Амели Нотомб - Преступление
– У тебя были проблемы из-за мужчин в прошлом?
– Сколько раз. А если не возникало проблем, было скучно, – тоже ничего хорошего.
– Действительно, – скептически хмыкнул я, хотя никогда не знал ни проблем, ни скуки, о которых она говорила.
– А ты в кого-нибудь влюблен?
Она даже не понимала, что сморозила. Это как если бы она спросила паралитика, танцует ли он танго.
– Мертвый штиль, как и у тебя, – равнодушно обронил я.
Однажды я не удержался и задал ей вопрос, не дававший мне покоя:
– Почему ты так мила со мной?
– Потому что я вообще милая девушка, – без тени смущения ответила она.
Это было правдой и совершенно меня не устраивало. Как найти какой-нибудь прием против ее доброты?
Как ее спровоцировать?
Чаще всего я говорил с Этель о вещах абсолютно мне неинтересных. Моей целью было просто смотреть на нее – самое восхитительное занятие, какое я только знал в своей жизни. Мила она была до такой степени, что позволяла себя созерцать и даже принимала комплименты. Мне трудно было удержаться, и порой я говорил ей:
– Какая ты красивая!
Она улыбалась так, будто это было ей приятно.

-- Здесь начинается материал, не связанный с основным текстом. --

pub mod editor;

use brand_nova_engine::ParseOptions;
use serde::{Deserialize, Serialize};
use std::path::{Path, PathBuf};
use thiserror::Error;

pub use editor::{EditorSettings, Theme, Toolbar, ToolbarConfig, ToolbarPreset};

#[derive(Debug, Error)]
pub enum ConfigError {
    #[error("Failed to read config file at {config_path}: {source}")]
    ConfigReadError {
        config_path: PathBuf,
        source: std::io::Error,
    },

    #[error("Failed to parse config file at {config_path}: {source}")]
    ConfigParseError {
        config_path: PathBuf,
        source: toml::de::Error,
    },
}

#[derive(Debug, Clone, Default, PartialEq, Serialize, Deserialize)]
#[serde(default)]
pub struct Config {
    pub parser: ParseOptions,
    pub editor: EditorSettings,
}

impl Config {
    pub fn load_from_path<P: AsRef<Path>>(config_path: P) -> Result<Option<Self>, ConfigError> {
        let config_path = config_path.as_ref();
        if !config_path.exists() {
            return Ok(None);
        }

        let content = std::fs::read_to_string(config_path).map_err(|source| {
            ConfigError::ConfigReadError {
                config_path: config_path.to_path_buf(),
                source,
            }
        })?;

        let config: Config =
            toml::from_str(&content).map_err(|source| ConfigError::ConfigParseError {
                config_path: config_path.to_path_buf(),
                source,
            })?;

        Ok(Some(config))
    }

    pub fn load() -> Result<Option<Self>, ConfigError> {
        let config_path = Self::config_path();
        Self::load_from_path(&config_path)
    }

    pub fn save_to_path<P: AsRef<Path>>(&self, config_path: P) -> anyhow::Result<()> {
        let config_path = config_path.as_ref();
        if let Some(parent) = config_path.parent() {
            std::fs::create_dir_all(parent)?;
        }
        std::fs::write(config_path, self.to_toml()?)?;
        Ok(())
    }

    pub fn save(&self) -> anyhow::Result<()> {
        let config_path = Self::config_path();
        self.save_to_path(&config_path)
    }

    pub fn to_toml(&self) -> anyhow::Result<String> {
        Ok(toml::to_string_pretty(self)?)
    }

    pub fn config_path() -> PathBuf {
        let config_dir = shellexpand::tilde("~/.config/brand-nova");
        PathBuf::from(config_dir.as_ref()).join("config.toml")
    }
}
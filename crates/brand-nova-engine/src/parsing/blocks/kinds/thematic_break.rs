pub struct ThematicBreak;

impl ThematicBreak {
    pub const MARKERS: [&'static str; 3] = ["---", "***", "___"];

    pub fn matches(line: &str) -> bool {
        Self::MARKERS.contains(&line.trim())
    }
}
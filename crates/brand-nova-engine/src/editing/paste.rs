use log::debug;

use crate::parsing::blocks::kinds::ListMarker;
use crate::parsing::{ParseOptions, parse_with_options};

use super::NodeInserter;

/// Substrings that make a paste worth parsing.
const MARKUP_HINTS: [&str; 9] = ["#", "*", "`", "> ", "- ", "---", "___", "~~", "|"];

#[derive(Debug, Clone, Copy, PartialEq, Eq)]
pub enum PasteOutcome {
    /// The text was parsed and this many blocks were inserted.
    Inserted(usize),
    /// Nothing was inserted; the host should run its default paste.
    PassThrough,
}

/// Cheap check for lightweight markup anywhere in `text`. False positives
/// are harmless since parsing degrades to paragraphs.
pub fn looks_like_markdown(text: &str) -> bool {
    MARKUP_HINTS.iter().any(|h| text.contains(h)) || ListMarker::any_ordered_line(text)
}

/// Parses pasted `text` into blocks and inserts them into `target` when it
/// looks like markup.
pub fn handle_paste<T: NodeInserter + ?Sized>(
    target: &mut T,
    text: &str,
    options: &ParseOptions,
) -> PasteOutcome {
    if !looks_like_markdown(text) {
        debug!("paste has no markup, passing through");
        return PasteOutcome::PassThrough;
    }
    let blocks = parse_with_options(text, options);
    let count = blocks.len();
    target.insert_nodes(blocks);
    PasteOutcome::Inserted(count)
}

Ее реакция до того потрясла меня, что я стал позволять себе говорить то же самое другим женщинам.
Ответом мне были возмущенные взгляды, недовольные гримаски или любезности типа: «Вот придурок!»
У одной, которая так осадила меня, я спросил:
– Позвольте! Я сделал вам комплимент, без малейшей непристойности, без задней мысли, а вы меня обижаете. За что?
– Как будто вы сами не знаете!
– Это потому, что я некрасив? Разве уродство мешает обладать хорошим вкусом?
– Да нет, дело вовсе не в том, что у вас отталкивающая внешность!
– Так в чем же?
– Сказать женщине, что она красива, – значит сказать, что она глупа.
В первый моменту меня отвисла челюсть, потом я выпалил:
– Стало быть, вы действительно глупы и сами это подтверждаете.
И получил в ответ пощечину. Как-то я поделился с Этель:
– Когда я говорю, что ты красавица, тебе не кажется, будто я намекаю на то, что ты дура?
– Нет. А что?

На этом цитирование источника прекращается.